━━ ENTRIES SUPPLIED ━━

//! # Millrace Common (millrace-common)
//!
//! Shared substrate for the millrace audio pipeline: the jiffy time unit,
//! error types, configuration, the notification thread that delivers
//! observer callbacks off the real-time paths, and a counting semaphore.
//!
//! Nothing in this crate touches audio data; it exists so that
//! `millrace-pipeline` (and any future pipeline-adjacent crate) agree on
//! time arithmetic and ambient plumbing.

pub mod config;
pub mod error;
pub mod jiffies;
pub mod observer;
pub mod sync;

pub use config::PipelineConfig;
pub use error::{Error, Result};
pub use observer::NotifierThread;
pub use sync::Semaphore;
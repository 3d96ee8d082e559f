//! Flywheel audio synthesis for starvation concealment.
//!
//! When the pipeline runs dry mid-stream there is no real audio left to
//! ramp down over, so a short tail is synthesized from the most recent
//! audio and ramped to silence instead. [`FlywheelInput`] renders the
//! retained training window into per-channel samples, a [`FlywheelSynth`]
//! extrapolates it, and [`RampGenerator`] runs the synth on its own
//! thread so the time-critical puller never waits on signal processing.

use std::sync::atomic::{AtomicBool, Ordering};
use std::sync::{Arc, Mutex};
use std::thread::JoinHandle;

use millrace_common::{jiffies, Semaphore};
use tracing::debug;

use crate::msg::{Msg, MsgFactory};
use crate::queue::MsgQueue;
use crate::ramp::{Direction, RAMP_MIN};

/// Training audio, de-interleaved: one signed 32-bit (left-aligned)
/// sample vector per channel.
pub struct TrainingBuffer {
    pub channels: Vec<Vec<i32>>,
    pub sample_rate: u32,
}

impl TrainingBuffer {
    pub fn sample_count(&self) -> usize {
        self.channels.first().map_or(0, Vec::len)
    }
}

/// Extrapolates a continuation of the training signal. Implementations
/// must be cheap enough to run to completion within one output block
/// period on the generator thread.
pub trait FlywheelSynth: Send {
    fn synthesize(&mut self, training: &TrainingBuffer, sample_count: usize) -> Vec<Vec<i32>>;
}

/// Default synth: loops the tail window of the training audio. Crude next
/// to model-based prediction, but artefact-free over the ~20ms it is
/// audible for, since the output is ramped to silence throughout.
pub struct WindowedRepeat {
    /// Window length as a fraction of the training buffer.
    window_divisor: usize,
}

impl Default for WindowedRepeat {
    fn default() -> Self {
        Self { window_divisor: 4 }
    }
}

impl FlywheelSynth for WindowedRepeat {
    fn synthesize(&mut self, training: &TrainingBuffer, sample_count: usize) -> Vec<Vec<i32>> {
        let train_len = training.sample_count();
        training
            .channels
            .iter()
            .map(|samples| {
                if train_len == 0 {
                    return vec![0; sample_count];
                }
                let window = (train_len / self.window_divisor).max(1);
                let tail = &samples[train_len - window..];
                (0..sample_count).map(|i| tail[i % window]).collect()
            })
            .collect()
    }
}

/// Renders queued audio messages into a [`TrainingBuffer`].
pub struct FlywheelInput;

impl FlywheelInput {
    /// Consume `queue` (decoded PCM and silence only), clearing any ramps
    /// so the synth trains on the unramped signal.
    pub fn prepare(queue: &mut MsgQueue, sample_rate: u32, channels: u32) -> TrainingBuffer {
        let mut out: Vec<Vec<i32>> = (0..channels).map(|_| Vec::new()).collect();
        while let Some(msg) = queue.dequeue() {
            let mut audio = match msg {
                Msg::AudioPcm(a) | Msg::Silence(a) => a,
                other => unreachable!("{} in flywheel training queue", other.kind_name()),
            };
            audio.clear_ramp();
            let playable = audio.render();
            debug_assert_eq!(playable.sample_rate, sample_rate);
            debug_assert_eq!(playable.channels, channels);
            deinterleave(&playable.data, playable.bit_depth, channels, &mut out);
        }
        TrainingBuffer {
            channels: out,
            sample_rate,
        }
    }
}

fn deinterleave(data: &[u8], bit_depth: u32, channels: u32, out: &mut [Vec<i32>]) {
    let sub = (bit_depth / 8) as usize;
    let mut offset = 0;
    while offset + sub * channels as usize <= data.len() {
        for channel in out.iter_mut() {
            let bytes = &data[offset..offset + sub];
            let value = match sub {
                1 => (bytes[0] as i8 as i32) << 24,
                2 => (i16::from_be_bytes([bytes[0], bytes[1]]) as i32) << 16,
                3 => i32::from_be_bytes([bytes[0], bytes[1], bytes[2], 0]),
                4 => i32::from_be_bytes([bytes[0], bytes[1], bytes[2], bytes[3]]),
                _ => unreachable!("unsupported subsample width"),
            };
            channel.push(value);
            offset += sub;
        }
    }
}

fn interleave(channels: &[Vec<i32>], bit_depth: u32, range: std::ops::Range<usize>) -> Vec<u8> {
    let sub = (bit_depth / 8) as usize;
    let mut data = Vec::with_capacity(range.len() * sub * channels.len());
    for i in range {
        for channel in channels {
            let be = channel[i].to_be_bytes();
            data.extend_from_slice(&be[..sub]);
        }
    }
    data
}

struct WorkItem {
    training: TrainingBuffer,
    channels: u32,
    bit_depth: u32,
    ramp_start: u32,
    remaining_ramp: u32,
}

struct GeneratorShared {
    work: Mutex<Option<WorkItem>>,
    work_sem: Semaphore,
    out: Mutex<MsgQueue>,
    out_sem: Semaphore,
    active: AtomicBool,
    exit: AtomicBool,
}

/// Owns the flywheel worker thread. `start` hands over a training buffer;
/// the thread emits ramped-down PCM blocks which the pipeline consumer
/// pulls via `try_get_audio` until the synthesized tail is exhausted.
pub struct RampGenerator {
    shared: Arc<GeneratorShared>,
    ramp_jiffies: u32,
    thread: Option<JoinHandle<()>>,
}

impl RampGenerator {
    pub fn new(
        factory: MsgFactory,
        ramp_jiffies: u32,
        block_jiffies: u32,
        mut synth: Box<dyn FlywheelSynth>,
    ) -> Self {
        let shared = Arc::new(GeneratorShared {
            work: Mutex::new(None),
            work_sem: Semaphore::new(0),
            out: Mutex::new(MsgQueue::new()),
            out_sem: Semaphore::new(0),
            active: AtomicBool::new(false),
            exit: AtomicBool::new(false),
        });
        let worker = Arc::clone(&shared);
        let thread = std::thread::Builder::new()
            .name("flywheel-ramper".into())
            .spawn(move || loop {
                worker.work_sem.wait();
                if worker.exit.load(Ordering::Acquire) {
                    break;
                }
                let item = worker.work.lock().unwrap().take();
                if let Some(item) = item {
                    generate(&worker, &factory, &mut *synth, item, block_jiffies);
                }
            })
            .expect("spawn flywheel thread");
        Self {
            shared,
            ramp_jiffies,
            thread: Some(thread),
        }
    }

    /// Kick off generation of a ramped tail continuing `training`.
    pub fn start(
        &self,
        training: TrainingBuffer,
        channels: u32,
        bit_depth: u32,
        ramp_start: u32,
    ) {
        let sample_rate = training.sample_rate;
        let gen_samples = jiffies::to_samples(self.ramp_jiffies, sample_rate);
        let remaining_ramp = jiffies::per_sample(sample_rate) * gen_samples;
        debug!(ramp_start, sample_rate, "starting flywheel ramp");
        *self.shared.work.lock().unwrap() = Some(WorkItem {
            training,
            channels,
            bit_depth,
            ramp_start,
            remaining_ramp,
        });
        self.shared.out_sem.clear();
        self.shared.active.store(true, Ordering::Release);
        self.shared.work_sem.signal();
    }

    /// Next block of synthesized audio, or `None` once the tail is spent.
    /// Blocks while generation is still in progress.
    pub fn try_get_audio(&self) -> Option<Msg> {
        let idle = |shared: &GeneratorShared| {
            !shared.active.load(Ordering::Acquire) && shared.out.lock().unwrap().is_empty()
        };
        if idle(&self.shared) {
            return None;
        }
        self.shared.out_sem.wait();
        if idle(&self.shared) {
            return None;
        }
        self.shared.out.lock().unwrap().dequeue()
    }
}

impl Drop for RampGenerator {
    fn drop(&mut self) {
        self.shared.exit.store(true, Ordering::Release);
        self.shared.work_sem.signal();
        if let Some(thread) = self.thread.take() {
            let _ = thread.join();
        }
    }
}

fn generate(
    shared: &GeneratorShared,
    factory: &MsgFactory,
    synth: &mut dyn FlywheelSynth,
    item: WorkItem,
    block_jiffies: u32,
) {
    let sample_rate = item.training.sample_rate;
    let per_sample = jiffies::per_sample(sample_rate);
    let total_samples = (item.remaining_ramp / per_sample) as usize;
    let synthesized = synth.synthesize(&item.training, total_samples);
    let block_samples = jiffies::to_samples(block_jiffies, sample_rate).max(1) as usize;

    let mut current_ramp = item.ramp_start;
    let mut remaining_ramp = item.remaining_ramp;
    let mut offset = 0;
    while offset < total_samples {
        let end = (offset + block_samples).min(total_samples);
        let bytes = interleave(&synthesized, item.bit_depth, offset..end);
        let mut audio = match factory.audio_pcm_untracked(
            &bytes,
            sample_rate,
            item.bit_depth,
            item.channels,
        ) {
            Msg::AudioPcm(a) => a,
            other => unreachable!("{} from factory", other.kind_name()),
        };
        if current_ramp == RAMP_MIN {
            audio.set_muted();
        } else {
            let (end_value, split) =
                audio.set_ramp(current_ramp, &mut remaining_ramp, Direction::Down);
            debug_assert!(split.is_none(), "fresh audio cannot split on ramp");
            current_ramp = end_value;
        }
        shared.out.lock().unwrap().enqueue(Msg::AudioPcm(audio));
        shared.out_sem.signal();
        offset = end;
    }
    shared.active.store(false, Ordering::Release);
    shared.out_sem.signal();
}
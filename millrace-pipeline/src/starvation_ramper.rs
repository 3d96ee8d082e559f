//! Starvation concealment at the tail of the decoded chain.
//!
//! A dedicated puller thread keeps a bounded reservoir topped up from
//! upstream so the time-critical consumer never waits on the network or
//! codec. When the reservoir empties mid-stream anyway, the element ramps
//! into a synthesized flywheel tail ([`crate::flywheel`]) instead of
//! going silent abruptly, tells the stream handler it is starving, emits
//! a halt, and ramps back up once real audio returns.
//!
//! Audio leaves in chunks of at most `MAX_AUDIO_OUT_JIFFIES` so a
//! starvation event is detected within a few milliseconds of audio
//! rather than at the end of whatever oversized message was in flight.

use std::sync::atomic::{AtomicBool, AtomicU32, AtomicU64, Ordering};
use std::sync::{Arc, Mutex};
use std::thread::JoinHandle;

use millrace_common::observer::{NotifierThread, NotifyId};
use millrace_common::{jiffies, Semaphore};
use tracing::{debug, trace, warn};

use crate::element::{StreamHandler, UpstreamElement, FLUSH_ID_INVALID, HALT_ID_NONE};
use crate::flywheel::{FlywheelInput, FlywheelSynth, RampGenerator};
use crate::msg::{AckToken, AudioFormat, DecodedAudio, Msg, MsgFactory};
use crate::queue::{MsgQueue, Reservoir};
use crate::ramp::{Direction, RAMP_MAX, RAMP_MIN};

/// Audio retained for flywheel training.
pub const TRAINING_JIFFIES: u32 = jiffies::PER_MS;
/// Length of a synthesized (or emergency) ramp down.
pub const RAMP_DOWN_JIFFIES: u32 = 20 * jiffies::PER_MS;
/// Largest audio chunk passed downstream.
pub const MAX_AUDIO_OUT_JIFFIES: u32 = 5 * jiffies::PER_MS;
/// Floor applied when a `Delay` message resizes the reservoir.
const MIN_DELAY_CEILING_JIFFIES: u64 = 140 * jiffies::PER_MS as u64;

#[derive(Debug, Clone, Copy, PartialEq, Eq)]
enum State {
    Starting,
    Running,
    RampingDown,
    FlywheelRamping,
    RampingUp,
    Halted,
    Flushing,
}

/// State shared with the puller thread.
struct Shared {
    reservoir: Mutex<Reservoir>,
    /// Signalled per enqueued message; the consumer's blocking dequeue.
    items_sem: Semaphore,
    /// Puller parks here while the reservoir is full.
    space_sem: Semaphore,
    start_occupancy_sem: Semaphore,
    start_occupancy_jiffies: AtomicU64,
    max_jiffies: AtomicU64,
    max_stream_count: usize,
    track_stream_count: AtomicU32,
    drain_count: AtomicU32,
    halt_count: AtomicU32,
    pending_flush_id: AtomicU32,
    start_drain: AtomicBool,
    draining: AtomicBool,
    exit: AtomicBool,
}

impl Shared {
    fn is_full(&self, reservoir: &Reservoir) -> bool {
        reservoir.jiffies() >= self.max_jiffies.load(Ordering::Acquire)
            || reservoir.decoded_stream_count() >= self.max_stream_count
    }

    fn jiffies(&self) -> u64 {
        self.reservoir.lock().unwrap().jiffies()
    }
}

pub struct StarvationRamper {
    factory: MsgFactory,
    shared: Arc<Shared>,
    generator: RampGenerator,
    puller: Option<JoinHandle<()>>,

    state: State,
    exit: bool,
    mode: String,
    starving: bool,
    stream_id: u32,
    sample_rate: u32,
    bit_depth: u32,
    channels: u32,
    format: Option<AudioFormat>,
    stream_handler: Option<Arc<dyn StreamHandler>>,
    current_ramp: u32,
    remaining_ramp: u32,
    target_flush_id: u32,
    last_pulled_ramp: u32,
    ramp_up_jiffies: u32,
    recent_audio: MsgQueue,
    recent_audio_jiffies: u32,

    // Buffering notifications are debounced through the notifier thread
    // so rapid empty/full flapping produces at most one callback.
    notifier: Arc<NotifierThread>,
    event_id: NotifyId,
    event_buffering: Arc<AtomicBool>,
}
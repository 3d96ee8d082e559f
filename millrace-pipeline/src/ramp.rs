//! Ramp arithmetic
//!
//! A ramp is a linear interpolation of an amplitude multiplier across a
//! span of samples, used to avoid audible discontinuities at transitions.
//! Ramp values are integers in `[RAMP_MIN, RAMP_MAX]` interpolated in
//! jiffy space over a remaining duration, so that a ramp spread across
//! several messages lands exactly on its target by the end of the
//! duration regardless of how the messages are sized or split.
//!
//! The tricky case is layering a new ramp over a fragment that already
//! carries one: same direction takes the lower envelope; opposite
//! directions intersect, and the fragment must be split at the
//! intersection so the value stays monotonic within each piece.

use tracing::error;

/// Unity gain.
pub const RAMP_MAX: u32 = 1 << 14;
/// Full attenuation.
pub const RAMP_MIN: u32 = 0;

#[derive(Debug, Clone, Copy, PartialEq, Eq)]
pub enum Direction {
    None,
    Up,
    Down,
    Mute,
}

/// Ramp sub-state carried by a decoded-audio message.
#[derive(Debug, Clone, Copy, PartialEq, Eq)]
pub struct Ramp {
    start: u32,
    end: u32,
    direction: Direction,
    enabled: bool,
}

impl Default for Ramp {
    fn default() -> Self {
        Self::new()
    }
}

impl Ramp {
    pub fn new() -> Self {
        Self {
            start: RAMP_MAX,
            end: RAMP_MAX,
            direction: Direction::None,
            enabled: false,
        }
    }

    pub fn reset(&mut self) {
        *self = Self::new();
    }

    pub fn start(&self) -> u32 {
        self.start
    }

    pub fn end(&self) -> u32 {
        self.end
    }

    pub fn direction(&self) -> Direction {
        self.direction
    }

    pub fn is_enabled(&self) -> bool {
        self.enabled
    }

    /// Flatten to silence for the whole fragment.
    pub fn set_muted(&mut self) {
        self.start = RAMP_MIN;
        self.end = RAMP_MIN;
        self.direction = Direction::Mute;
        self.enabled = true;
    }

    /// Apply a ramp segment to a fragment of `fragment_size` jiffies,
    /// part of a ramp with `remaining_duration` jiffies still to run.
    ///
    /// Returns the split ramp and split position (in jiffies) if the new
    /// segment intersects an existing opposite-direction ramp mid-fragment.
    pub fn set(
        &mut self,
        start: u32,
        fragment_size: u32,
        remaining_duration: u32,
        direction: Direction,
    ) -> Option<(Ramp, u32)> {
        assert!(
            remaining_duration >= fragment_size,
            "ramp fragment larger than remaining duration"
        );
        assert!(direction == Direction::Up || direction == Direction::Down);
        let before = *self;
        self.enabled = true;

        let ramp_remaining = if direction == Direction::Down {
            start
        } else {
            RAMP_MAX - start
        };
        // Round the delta up so rounding errors can never leave a ramp
        // unfinished at the end of its duration.
        let ramp_delta = ((ramp_remaining as u64 * fragment_size as u64
            + remaining_duration as u64
            - 1)
            / remaining_duration as u64) as u32;
        // Rounding up means the ramp may overshoot; clamp to min/max.
        let ramp_end = if direction == Direction::Down {
            if ramp_delta > start {
                assert!(ramp_delta - start <= fragment_size.saturating_sub(1));
                RAMP_MIN
            } else {
                start - ramp_delta
            }
        } else if start + ramp_delta > RAMP_MAX {
            assert!(start + ramp_delta - RAMP_MAX <= fragment_size.saturating_sub(1));
            RAMP_MAX
        } else {
            start + ramp_delta
        };

        let mut split = None;
        if self.direction == Direction::None {
            // No previous ramp; trivially take the suggested values.
            self.direction = direction;
            self.start = start;
            self.end = ramp_end;
        } else if self.direction == direction {
            // Same direction: take the lower envelope.
            self.select_lower_points(start, ramp_end);
        } else {
            // Opposite directions: find the intersection. If the two lines
            // cross inside this fragment, split there; otherwise take the
            // lower envelope.
            //
            // With lines (0,y1)->(size,y2) and (0,y3)->(size,y4), where the
            // first has the lower start:
            //   x = size*(y3-y1) / ((y2-y1)-(y4-y3))
            //   y = (y2-y1)*(y3-y1) / ((y2-y1)-(y4-y3)) + y1
            let (y1, y2, y3, y4): (i64, i64, i64, i64) = if self.start < start {
                (self.start as i64, self.end as i64, start as i64, ramp_end as i64)
            } else {
                (start as i64, ramp_end as i64, self.start as i64, self.end as i64)
            };
            if (y2 - y1) == (y4 - y3) {
                // Parallel; never intersect.
                self.select_lower_points(start, ramp_end);
            } else {
                let denom = (y2 - y1) - (y4 - y3);
                let intersect_x = (fragment_size as i64 * (y3 - y1)) / denom;
                let intersect_y = ((y2 - y1) * (y3 - y1)) / denom + y1;
                if intersect_x <= 0 || intersect_x >= fragment_size as i64 {
                    self.select_lower_points(start, ramp_end);
                } else {
                    let second_start = intersect_y as u32;
                    let second_end = self.end.min(ramp_end);
                    let second = Ramp {
                        start: second_start,
                        end: second_end,
                        direction: if second_start == second_end {
                            Direction::None
                        } else {
                            Direction::Down
                        },
                        enabled: true,
                    };
                    let first_start = self.start.min(start);
                    let first_end = intersect_y as u32;
                    self.direction = if first_start == first_end {
                        Direction::None
                    } else {
                        Direction::Up
                    };
                    self.start = first_start;
                    self.end = first_end;
                    split = Some((second, intersect_x as u32));
                }
            }
        }
        if !self.is_valid() {
            error!(
                "Ramp::set({start:#x}, {fragment_size}, {remaining_duration}, {direction:?}) \
                 created invalid ramp (before [{:#x}..{:#x}], after [{:#x}..{:#x}])",
                before.start, before.end, self.start, self.end
            );
            panic!("invalid ramp");
        }
        split
    }

    fn select_lower_points(&mut self, requested_start: u32, requested_end: u32) {
        self.start = self.start.min(requested_start);
        self.end = self.end.min(requested_end);
        self.direction = if self.start == self.end {
            Direction::None
        } else if self.start > self.end {
            Direction::Down
        } else {
            Direction::Up
        };
    }

    /// Divide a ramp at a fragment boundary: self keeps the first
    /// `new_size` jiffies of a `current_size`-jiffy fragment, the returned
    /// ramp covers the remainder.
    pub fn split(&mut self, new_size: u32, current_size: u32) -> Ramp {
        let mut remaining = Ramp {
            start: 0,
            end: self.end,
            direction: self.direction,
            enabled: true,
        };
        if self.direction == Direction::Up {
            let ramp = ((self.end - self.start) as u64 * new_size as u64 / current_size as u64) as u32;
            self.end = self.start + ramp;
        } else {
            let ramp = ((self.start - self.end) as u64 * new_size as u64 / current_size as u64) as u32;
            self.end = self.start - ramp;
        }
        if self.start == self.end && self.direction != Direction::Mute {
            self.direction = Direction::None;
        }
        remaining.start = self.end;
        if remaining.start == remaining.end && remaining.direction != Direction::Mute {
            remaining.direction = Direction::None;
        }
        debug_assert!(self.is_valid(), "split produced invalid first ramp");
        debug_assert!(remaining.is_valid(), "split produced invalid remainder");
        remaining
    }

    fn is_valid(&self) -> bool {
        if self.start > RAMP_MAX || self.end > RAMP_MAX {
            return false;
        }
        match self.direction {
            Direction::None => self.start == self.end,
            Direction::Up => self.start < self.end,
            Direction::Down => self.start > self.end,
            Direction::Mute => self.start == self.end && self.start == RAMP_MIN,
        }
    }

    /// Amplitude multiplier for sample `index` of `count` samples.
    fn multiplier_at(&self, index: usize, count: usize) -> f64 {
        let value = if count <= 1 {
            self.start as f64
        } else {
            let total = self.start as f64 - self.end as f64;
            self.start as f64 - (index as f64 * total) / (count as f64 - 1.0)
        };
        value / RAMP_MAX as f64
    }
}

/// Renders a ramp onto raw PCM bytes (big-endian subsamples).
///
/// Audio messages carry their ramp as metadata until the point where
/// rendered bytes are needed (playable conversion, flywheel training);
/// this is where the multiplication actually happens.
pub struct RampApplicator<'a> {
    ramp: &'a Ramp,
    bit_depth: u32,
    channels: u32,
}

impl<'a> RampApplicator<'a> {
    pub fn new(ramp: &'a Ramp, bit_depth: u32, channels: u32) -> Self {
        Self {
            ramp,
            bit_depth,
            channels,
        }
    }

    /// Apply the ramp to `data` in place. `data` must hold a whole number
    /// of samples at the configured geometry.
    pub fn apply(&self, data: &mut [u8]) {
        let subsample_bytes = (self.bit_depth / 8) as usize;
        let frame_bytes = subsample_bytes * self.channels as usize;
        assert_eq!(data.len() % frame_bytes, 0, "partial sample in ramp target");
        let count = data.len() / frame_bytes;
        for sample in 0..count {
            let multiplier = self.ramp.multiplier_at(sample, count);
            for channel in 0..self.channels as usize {
                let offset = sample * frame_bytes + channel * subsample_bytes;
                let sub = &mut data[offset..offset + subsample_bytes];
                scale_subsample(sub, multiplier);
            }
        }
    }
}

fn scale_subsample(sub: &mut [u8], multiplier: f64) {
    match sub.len() {
        1 => {
            let v = sub[0] as i8;
            sub[0] = ((v as f64 * multiplier) as i8) as u8;
        }
        2 => {
            let v = i16::from_be_bytes([sub[0], sub[1]]);
            let scaled = (v as f64 * multiplier) as i16;
            sub.copy_from_slice(&scaled.to_be_bytes());
        }
        3 => {
            let v = i32::from_be_bytes([sub[0], sub[1], sub[2], 0]) >> 8;
            let scaled = (v as f64 * multiplier) as i32;
            let b = scaled.to_be_bytes();
            sub.copy_from_slice(&b[1..4]);
        }
        4 => {
            let v = i32::from_be_bytes([sub[0], sub[1], sub[2], sub[3]]);
            let scaled = (v as f64 * multiplier) as i32;
            sub.copy_from_slice(&scaled.to_be_bytes());
        }
        _ => panic!("unsupported subsample width"),
    }
}
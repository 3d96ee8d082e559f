//! Error types for millrace-common
//!
//! Defines module-specific error types using thiserror for clear error
//! propagation. Protocol violations inside the pipeline are deliberately
//! not represented here: they are contract breaches and abort instead of
//! propagating (see the pipeline crate).

use thiserror::Error;

/// Main error type for millrace-common
#[derive(Error, Debug)]
pub enum Error {
    /// Configuration file loading errors
    #[error("Configuration error: {0}")]
    Config(String),

    /// Configuration value out of range
    #[error("Invalid configuration value: {0}")]
    InvalidValue(String),

    /// File I/O errors
    #[error("File I/O error: {0}")]
    Io(#[from] std::io::Error),

    /// Sample rate not supported by the pipeline
    #[error("Unsupported sample rate: {0}")]
    SampleRateInvalid(u32),
}

/// Convenience Result type using millrace-common Error
pub type Result<T> = std::result::Result<T, Error>;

━━━

- **TASK**: For the word "consumer", say how many lines of the listing contain it; give the number alone.

- **REPLY TO THE TASK**: 3